Task directions:
Report back every line from the entries below in which the word "Serialize" occurs.

[Collected data entries]
-----
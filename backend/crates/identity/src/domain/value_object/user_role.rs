use serde::{Deserialize, Serialize};
use std::fmt;

#[derive(Debug, Clone, Copy, PartialEq, Eq, Hash, Default, Serialize, Deserialize)]
#[serde(rename_all = "lowercase")]
pub enum UserRole {
    #[default]
    User,
    Moderator,
    Admin,
}

impl UserRole {
    pub const ALL: [UserRole; 3] = [UserRole::User, UserRole::Moderator, UserRole::Admin];

    #[inline]
    pub const fn code(&self) -> &'static str {
        use UserRole::*;
        match self {
            User => "user",
            Moderator => "moderator",
            Admin => "admin",
        }
    }

    /// Exact match on the role code; anything else is not a role.
    pub fn parse(code: &str) -> Option<Self> {
        Self::ALL.into_iter().find(|r| r.code() == code)
    }

    /// Numeric role ids carried by tokens from older issuers.
    ///
    /// 1 = user, 5 = moderator, 10 = admin; any other number is kept as
    /// `"unknown"`, which no route allows.
    pub fn legacy_code(id: f64) -> &'static str {
        match id {
            x if x == 1.0 => UserRole::User.code(),
            x if x == 5.0 => UserRole::Moderator.code(),
            x if x == 10.0 => UserRole::Admin.code(),
            _ => "unknown",
        }
    }
}

impl fmt::Display for UserRole {
    fn fmt(&self, f: &mut fmt::Formatter<'_>) -> fmt::Result {
        f.write_str(self.code())
    }
}
#[cfg(test)]
mod scenario_tests {
    use super::support::*;
    use crate::application::{SignInInput, SignUpInput};
    use crate::error::AuthError;

    #[tokio::test]
    async fn test_register_login_resolve() {
        let h = harness();

        let signed_up = h
            .state
            .sign_up()
            .execute(SignUpInput {
                email: "a@b.com".to_string(),
                password: "longenough1".to_string(),
            })
            .await
            .unwrap();

        let signed_in = h
            .state
            .sign_in()
            .execute(SignInInput {
                email: "a@b.com".to_string(),
                password: "longenough1".to_string(),
            })
            .await
            .unwrap();

        let resolved = h.state.resolver().resolve(&signed_in.token).await.unwrap();
        assert_eq!(resolved.claims.lookup_id, signed_up.lookup_id);
        assert_eq!(resolved.user.lookup_id, signed_up.lookup_id);
        assert_eq!(resolved.user.email.as_str(), "a@b.com");
    }

    #[tokio::test]
    async fn test_wrong_password_hides_account_existence() {
        let h = harness();
        h.state
            .sign_up()
            .execute(SignUpInput {
                email: "a@b.com".to_string(),
                password: "longenough1".to_string(),
            })
            .await
            .unwrap();

        let err = h
            .state
            .sign_in()
            .execute(SignInInput {
                email: "a@b.com".to_string(),
                password: "not-the-password".to_string(),
            })
            .await
            .unwrap_err();

        assert!(matches!(err, AuthError::WrongPassword));
        assert_eq!(err.to_app_error().message(), "Invalid email or password");
    }

    #[tokio::test]
    async fn test_token_for_deleted_account_is_user_not_found() {
        let h = harness();
        let ghost = crate::domain::value_object::lookup_id::LookupId::generate();
        let token = h.state.tokens.issue(&ghost, None).unwrap();

        let err = h.state.resolver().resolve(&token).await.unwrap_err();
        assert!(matches!(err, AuthError::UserNotFound));
    }
}

#[cfg(test)]
mod cache_tests {
    use super::support::*;
    use crate::domain::value_object::user_role::UserRole;

    #[tokio::test]
    async fn test_second_resolve_served_from_cache() {
        let h = harness();
        let provider = ScriptedProvider::google("c@b.com", true);
        let email = crate::domain::value_object::email::Email::parse("c@b.com").unwrap();
        let user = h.state.store.inner.insert(
            crate::domain::entity::user::User::from_provider(email, &provider.profile),
        );

        let first_token = h.state.tokens.issue(&user.lookup_id, Some(UserRole::User)).unwrap();
        let second_token = h.state.tokens.issue(&user.lookup_id, None).unwrap();

        let first = h.state.resolver().resolve(&first_token).await.unwrap();
        assert_eq!(h.state.store.lookups(), 1);

        let second = h.state.resolver().resolve(&second_token).await.unwrap();
        assert_eq!(h.state.store.lookups(), 1);
        assert_eq!(first.user, second.user);
    }

    #[tokio::test]
    async fn test_eviction_only_costs_a_round_trip() {
        let mut config = crate::application::IdentityConfig::for_tests();
        config.cache_capacity = 1;
        let h = harness_with(config, ScriptedProvider::google("x@b.com", true));

        let mut tokens = Vec::new();
        for email in ["d@b.com", "e@b.com"] {
            let provider = ScriptedProvider::google(email, true);
            let parsed = crate::domain::value_object::email::Email::parse(email).unwrap();
            let user = h.state.store.inner.insert(
                crate::domain::entity::user::User::from_provider(parsed, &provider.profile),
            );
            tokens.push(h.state.tokens.issue(&user.lookup_id, None).unwrap());
        }

        h.state.resolver().resolve(&tokens[0]).await.unwrap();
        h.state.resolver().resolve(&tokens[1]).await.unwrap();
        // The first entry was evicted; resolution still succeeds
        let again = h.state.resolver().resolve(&tokens[0]).await.unwrap();

        assert_eq!(again.user.email.as_str(), "d@b.com");
        assert_eq!(h.state.store.lookups(), 3);
    }
}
-----
Answer to this task:
use serde::{Deserialize, Serialize};
#[derive(Debug, Clone, Copy, PartialEq, Eq, Hash, Default, Serialize, Deserialize)]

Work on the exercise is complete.